The seconds uses the CPS-encoded delimited continuation monad directly:


module CPSYield : YIELD = struct
  type ('i, 'o, 'r) yield =
    { cont : 'b . ('r -> ('i, 'o, 'b) iterator) -> ('i, 'o, 'b) iterator }

  let return x = { cont = fun k -> k x }

  let (>>=) m f = { cont = fun k -> m.cont (fun x -> (f x).cont k) }

  let yield v = { cont = fun k -> Susp (v, k) }

  let run e = e.cont (fun r -> Result r)
end

This is the standard CPS monad with answer type polymorphism, as given by Kiselyov. Now yield e is shift $ return . Susp e, and run e is equivalent to reset $ e >>= return . Result). This is sufficient but a bit bare-bones. Let's build from here:


module YieldT (Y : YIELD) = struct
  include Y

In the simplest case, generators simply yield successive values. The result of the computation is the value itself, that can be updated for the next cycle:


let rec repeat x = yield x >>= repeat
  let rec from i = yield i >>= fun j -> from (succ j)

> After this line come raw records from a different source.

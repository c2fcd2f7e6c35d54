use anyhow::{anyhow, bail, Context, Result};
use clap::{Args, Parser, Subcommand};
use mimalloc::MiMalloc;
use runtime::{AppConfig, CliArgs};
use std::path::{Path, PathBuf};
use std::process::ExitCode;
use std::sync::Arc;

use criteria_core::{DynRecord, FieldSchema, FilterCondition, Scope};
use criteria_store::{InMemoryStore, ListRequest, PageError, Paginator};

mod schemas;

use schemas::Entity;

#[global_allocator]
static GLOBAL: MiMalloc = MiMalloc;

/// Exit status for requests rejected because of caller input.
const EXIT_BAD_REQUEST: u8 = 2;

/// Listkit - filter, search and page through entity datasets
#[derive(Parser)]
#[command(name = "listkit")]
#[command(about = "Listkit - filter, search and page through entity datasets")]
#[command(version = "0.1.0")]
struct Cli {
    /// Path to configuration file
    #[arg(short, long)]
    config: Option<PathBuf>,

    /// Print current configuration and exit
    #[arg(long)]
    print_config: bool,

    /// Log verbosity level (-v info, -vv debug, -vvv trace)
    #[arg(short, long, action = clap::ArgAction::Count)]
    verbose: u8,

    #[command(subcommand)]
    command: Option<Commands>,
}

#[derive(Subcommand)]
enum Commands {
    /// Run one list query against a JSON dataset
    List(ListArgs),
    /// Check configuration and entity schemas
    Check,
}

#[derive(Args)]
struct ListArgs {
    /// Entity type of the dataset rows
    #[arg(long, value_enum)]
    entity: Entity,

    /// JSON file holding an array of row objects
    #[arg(long)]
    data: PathBuf,

    /// Mandatory scope constraint, e.g. workspaceId=W1
    #[arg(long)]
    scope: String,

    /// Filter as field=op:value[,op:value], repeatable
    #[arg(long = "filter")]
    filters: Vec<String>,

    /// Combine the values of this field's filter with OR instead of AND
    #[arg(long = "any")]
    any_fields: Vec<String>,

    /// Free-text search across the entity's searchable fields
    #[arg(long)]
    search: Option<String>,

    /// Sort token such as desc:createdAt, repeatable
    #[arg(long = "sort")]
    sort: Vec<String>,

    /// Page size (clamped to the configured maximum)
    #[arg(long)]
    size: Option<u64>,

    /// Cursor from a previous page
    #[arg(long, conflicts_with = "page")]
    cursor: Option<String>,

    /// Zero-based page number; switches to offset pagination
    #[arg(long)]
    page: Option<u64>,

    /// Follow next-page cursors and print every matching row
    #[arg(long, conflicts_with_all = ["cursor", "page"])]
    all: bool,
}

#[tokio::main]
async fn main() -> Result<ExitCode> {
    let cli = Cli::parse();

    // CLI args passed down to config
    let args = CliArgs {
        config: cli.config.as_ref().map(|p| p.to_string_lossy().to_string()),
        print_config: cli.print_config,
        verbose: cli.verbose,
    };

    let mut config = AppConfig::load_or_default(cli.config.as_deref())?;
    config.apply_cli_overrides(&args);

    let logging_config = config.logging.clone().unwrap_or_default();
    runtime::init_logging_from_config(&logging_config, &config.log_base_dir());
    tracing::info!("listkit starting");

    if cli.print_config {
        println!("{}", config.to_yaml()?);
        return Ok(ExitCode::SUCCESS);
    }

    match cli.command {
        Some(Commands::List(list)) => run_list(&config, list).await,
        Some(Commands::Check) | None => check_config(&config),
    }
}

async fn run_list(config: &AppConfig, args: ListArgs) -> Result<ExitCode> {
    let schema = Arc::new(
        args.entity
            .schema()
            .with_context(|| format!("Failed to build {:?} schema", args.entity))?,
    );
    let rows = load_rows(&schema, &args.data)?;
    tracing::info!(entity = schema.entity(), rows = rows.len(), "dataset loaded");

    let store = InMemoryStore::new(rows);
    let paginator = Paginator::new(schema.clone(), &config.query);
    let scope = parse_scope(&schema, &args.scope)?;
    let request = build_request(&args)?;

    let output = if args.all {
        paginator
            .fetch_all(&store, &request, Some(&scope))
            .await
            .map(serde_json::to_value)
    } else {
        paginator
            .fetch_page(&store, &request, Some(&scope))
            .await
            .map(serde_json::to_value)
    };

    match output {
        Ok(json) => {
            println!("{}", serde_json::to_string_pretty(&json?)?);
            Ok(ExitCode::SUCCESS)
        }
        Err(PageError::Query(err)) if err.is_client_error() => {
            eprintln!("error[{}]: {}", err.code(), err);
            Ok(ExitCode::from(EXIT_BAD_REQUEST))
        }
        Err(err) => Err(err.into()),
    }
}

fn check_config(config: &AppConfig) -> Result<ExitCode> {
    tracing::info!("Checking configuration...");
    for entity in Entity::ALL {
        entity
            .schema()
            .with_context(|| format!("Invalid {:?} schema", entity))?;
    }
    tracing::info!("Configuration is valid");
    println!("Configuration check passed");
    println!("{}", config.to_yaml()?);
    Ok(ExitCode::SUCCESS)
}

fn load_rows(schema: &FieldSchema, path: &Path) -> Result<Vec<DynRecord>> {
    let raw = std::fs::read_to_string(path)
        .with_context(|| format!("Failed to read dataset {}", path.display()))?;
    let json: serde_json::Value = serde_json::from_str(&raw)
        .with_context(|| format!("Failed to parse dataset {}", path.display()))?;
    let items = json
        .as_array()
        .ok_or_else(|| anyhow!("dataset {} must be a JSON array", path.display()))?;

    items
        .iter()
        .enumerate()
        .map(|(i, item)| {
            let obj = item
                .as_object()
                .ok_or_else(|| anyhow!("dataset row {} is not an object", i))?;
            DynRecord::from_json(schema, obj).with_context(|| format!("dataset row {}", i))
        })
        .collect()
}

/// `field=value`, typed by the schema.
fn parse_scope(schema: &FieldSchema, raw: &str) -> Result<Scope> {
    let (name, value) = raw
        .split_once('=')
        .ok_or_else(|| anyhow!("scope must look like field=value (got: {})", raw))?;
    let field = schema
        .get(name.trim())
        .ok_or_else(|| anyhow!("unknown scope field: {}", name.trim()))?;
    let value = field
        .spec
        .parse_value(value.trim())
        .map_err(|e| anyhow!("invalid scope value: {}", e))?;
    Ok(Scope::equals(field.name, value))
}

/// `field=op:value[,op:value]`
fn parse_filter_arg(raw: &str) -> Result<FilterCondition> {
    let Some((field, values)) = raw.split_once('=') else {
        bail!("filter must look like field=op:value (got: {})", raw);
    };
    Ok(FilterCondition::new(
        field.trim(),
        values.split(',').map(str::trim).filter(|v| !v.is_empty()),
    ))
}

fn build_request(args: &ListArgs) -> Result<ListRequest> {
    let mut request = ListRequest::default();
    for raw in &args.filters {
        let mut condition = parse_filter_arg(raw)?;
        if args
            .any_fields
            .iter()
            .any(|f| f.eq_ignore_ascii_case(&condition.field))
        {
            condition = condition.any();
        }
        request = request.filter(condition);
    }
    if let Some(search) = &args.search {
        request = request.search(search.clone());
    }
    for token in &args.sort {
        request = request.sort_by(token.clone());
    }
    request = match args.page {
        Some(page) => request.offset(page, args.size),
        None => request.keyset(args.size, args.cursor.clone()),
    };
    Ok(request)
}

#[cfg(test)]
mod tests {
    use super::*;
    use criteria_core::{Combinator, Criteria, Value};
    use criteria_store::Pagination;

    fn list_args(argv: &[&str]) -> ListArgs {
        let mut full = vec!["listkit", "list"];
        full.extend_from_slice(argv);
        match Cli::try_parse_from(full).unwrap().command {
            Some(Commands::List(args)) => args,
            _ => panic!("expected list subcommand"),
        }
    }

    #[test]
    fn filter_arg_splits_operator_values() {
        let cond = parse_filter_arg("createdAt=gte:2024-01-01, lt:2024-02-01").unwrap();
        assert_eq!(cond.field, "createdAt");
        assert_eq!(cond.operator_values, ["gte:2024-01-01", "lt:2024-02-01"]);
        assert!(parse_filter_arg("status").is_err());
    }

    #[test]
    fn any_flag_switches_combinator() {
        let args = list_args(&[
            "--entity",
            "subscriber",
            "--data",
            "rows.json",
            "--scope",
            "workspaceId=W1",
            "--filter",
            "status=eq:ENABLED,eq:DISABLED",
            "--any",
            "status",
            "--sort",
            "desc:createdAt",
            "--size",
            "5",
        ]);
        let request = build_request(&args).unwrap();
        assert_eq!(request.filters[0].combinator, Combinator::Or);
        assert_eq!(request.sort, ["desc:createdAt"]);
        assert_eq!(
            request.pagination,
            Pagination::Keyset {
                size: Some(5),
                cursor: None
            }
        );
    }

    #[test]
    fn page_selects_offset_mode() {
        let args = list_args(&[
            "--entity", "tag", "--data", "rows.json", "--scope", "workspaceId=W1", "--page", "2",
        ]);
        let request = build_request(&args).unwrap();
        assert_eq!(
            request.pagination,
            Pagination::Offset {
                page: 2,
                size: None
            }
        );
    }

    #[test]
    fn cursor_and_page_conflict() {
        let parsed = Cli::try_parse_from([
            "listkit", "list", "--entity", "tag", "--data", "x.json", "--scope", "workspaceId=W1",
            "--cursor", "abc", "--page", "1",
        ]);
        assert!(parsed.is_err());
    }

    #[test]
    fn scope_is_typed_by_schema() {
        let schema = Entity::Subscriber.schema().unwrap();
        let scope = parse_scope(&schema, "WORKSPACEID = W1").unwrap();
        assert_eq!(
            scope.criteria(),
            &Criteria::Equals("workspaceId".into(), Value::from("W1"))
        );
        assert!(parse_scope(&schema, "tenant=W1").is_err());
        assert!(parse_scope(&schema, "workspaceId").is_err());
    }
}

Transformers are a bit more involved in that they must consume the iterator and yield new values, in effect delimiting the control of the iterator they consume. The simplest transformer is obviously map:


let rec map f y =
    let rec go = function
    | Result r    -> return r
    | Susp (v, k) -> yield (f v) >>= fun _ -> go (k v)
    in go (run y)

(Note that the monadic fmap would only act on the result and not on the generated values.) In this case, the result of the computation is the mapped value of the original iterator, that must be continued with the original value. Truncating an iterator is straightforward:


let rec take n y =
    let rec go n = function
    | Result r -> return (Some r)
    | Susp (_, _) when n = 0 -> return None
    | Susp (v, k) -> yield v >>= fun x -> go (n - 1) (k x)
    in go n (run y)

Combining two generators is also straightforward:


let zip y1 y2 =
    let rec go = function
    | Result r1, Result r2 -> return (r1, r2)
    | Susp (v1, k1), Susp (v2, k2) ->
      yield (v1, v2) >>= fun (x1, x2) -> go (k1 x1, k2 x2)
    | _ -> failwith "zip"
    in go (run y1, run y2)
end

(Iterators that return early must be dealt with in a somewhat arbitrary way.) With this it is relatively straightforward to use iterators:


let ex1 y =
  let module Y = YieldT( (val y : YIELD) ) in
  foreach Y.(run (take 10 (map succ (from 0)))) (Printf.printf "%d ")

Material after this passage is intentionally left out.